Your horse could be suffering from a disease called recurrent airway obstruction. A few presentations of the disease exist and will be discussed.
Classical recurrent airway obstruction (RAO)
An allergic response to mould spores, typically found in hay and straw. The spores are breathed in and result in inflammation, increased mucus production and constriction of the upper airway.
Clinical signs may initially be mild such as coughing occasionally during exercise, but as the severity of the condition progresses, coughing will become more frequent and also occur at rest. Respiratory rate (breaths per minute) and effort will increase. Sometimes horses will present in respiratory distress. Signs of this include; high respiratory rate (greater than20 breaths per minute), flared nostrils, wheezing and abdominal effort when breathing at rest.
Diagnosis is often made based on clinical signs and response to treatment. Sometimes a sample will be taken from the lungs to confirm RAO and rule out other causes.

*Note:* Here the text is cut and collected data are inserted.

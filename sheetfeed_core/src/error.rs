// src/error.rs
#[derive(Debug, thiserror::Error)]
pub enum SourceError {
    #[error("I/O error: {0}")]
    Io(#[from] std::io::Error),

    #[error("Serde JSON error: {0}")]
    SerdeJson(#[from] serde_json::Error),

    #[error("Invalid config: {0}")]
    InvalidConfig(String),

    #[error("Authentication error: {0}")]
    Authentication(String),

    #[error("HTTP request error: {0}")]
    HttpRequest(#[from] reqwest::Error),

    #[error("Graph API error ({status}): {message}")]
    Graph { status: u16, message: String },

    #[error("Workbook not accessible at {path}: {message}")]
    Workbook { path: String, message: String },

    #[error("Internal error: {0}")]
    Internal(String),
}

/// Coarse classification used when a failure has to be reported to the
/// operator, e.g. in a CONNECTION_STATUS message.
#[derive(Debug, Clone, Copy, PartialEq, Eq)]
pub enum FailureKind {
    Config,
    Auth,
    Transient,
    Internal,
}

impl SourceError {
    pub fn failure_kind(&self) -> FailureKind {
        match self {
            SourceError::InvalidConfig(_) | SourceError::Workbook { .. } => FailureKind::Config,
            SourceError::Authentication(_) => FailureKind::Auth,
            SourceError::Graph { status, .. } if *status == 401 || *status == 403 => {
                FailureKind::Auth
            }
            SourceError::Graph { .. } | SourceError::HttpRequest(_) => FailureKind::Transient,
            _ => FailureKind::Internal,
        }
    }
}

Treatment predominantly involves careful management; soak hay for at least 20mins, ensure it is fully immersed in water and change water regularly. Alternatively haylage can be fed or hay steamed using the Haygain system. Turn the horse out at pasture 24hours a day. If this is not an option then keep the horse and all other in-contact horses in the barn on a dust free bed. It is prudent to remove the affected horse from the stable when mucking out and make sure the ventilation is optimal. Medical intervention may be necessary in some cases; Clenbuterol (ventipulmin or dilaterol), is a drug which dilates the airways, making breathing easier. In some cases inhaled steroids will be necessary to combat the inflammatory process.
Studies have shown that only a few minutes of exposure to allergens can result in days of coughing so management changes must be adhered to at all times.
Summer pasture associated recurrent airway obstruction (SPARAO)
This disease involves an allergic response to pollens in the environment. Affected horses will be worse when pollen counts are high and they are out in the field.
Clinical signs are the same as RAO but time of year and current management regime dictate as to whether a diagnosis of SPARAO is more likely.
Treatment. The horse should be stabled during the summer but the same changes to stable management should be made as for a horse suffering from RAO. Inhaled corticosteroids are usually required to keep the lungs settled.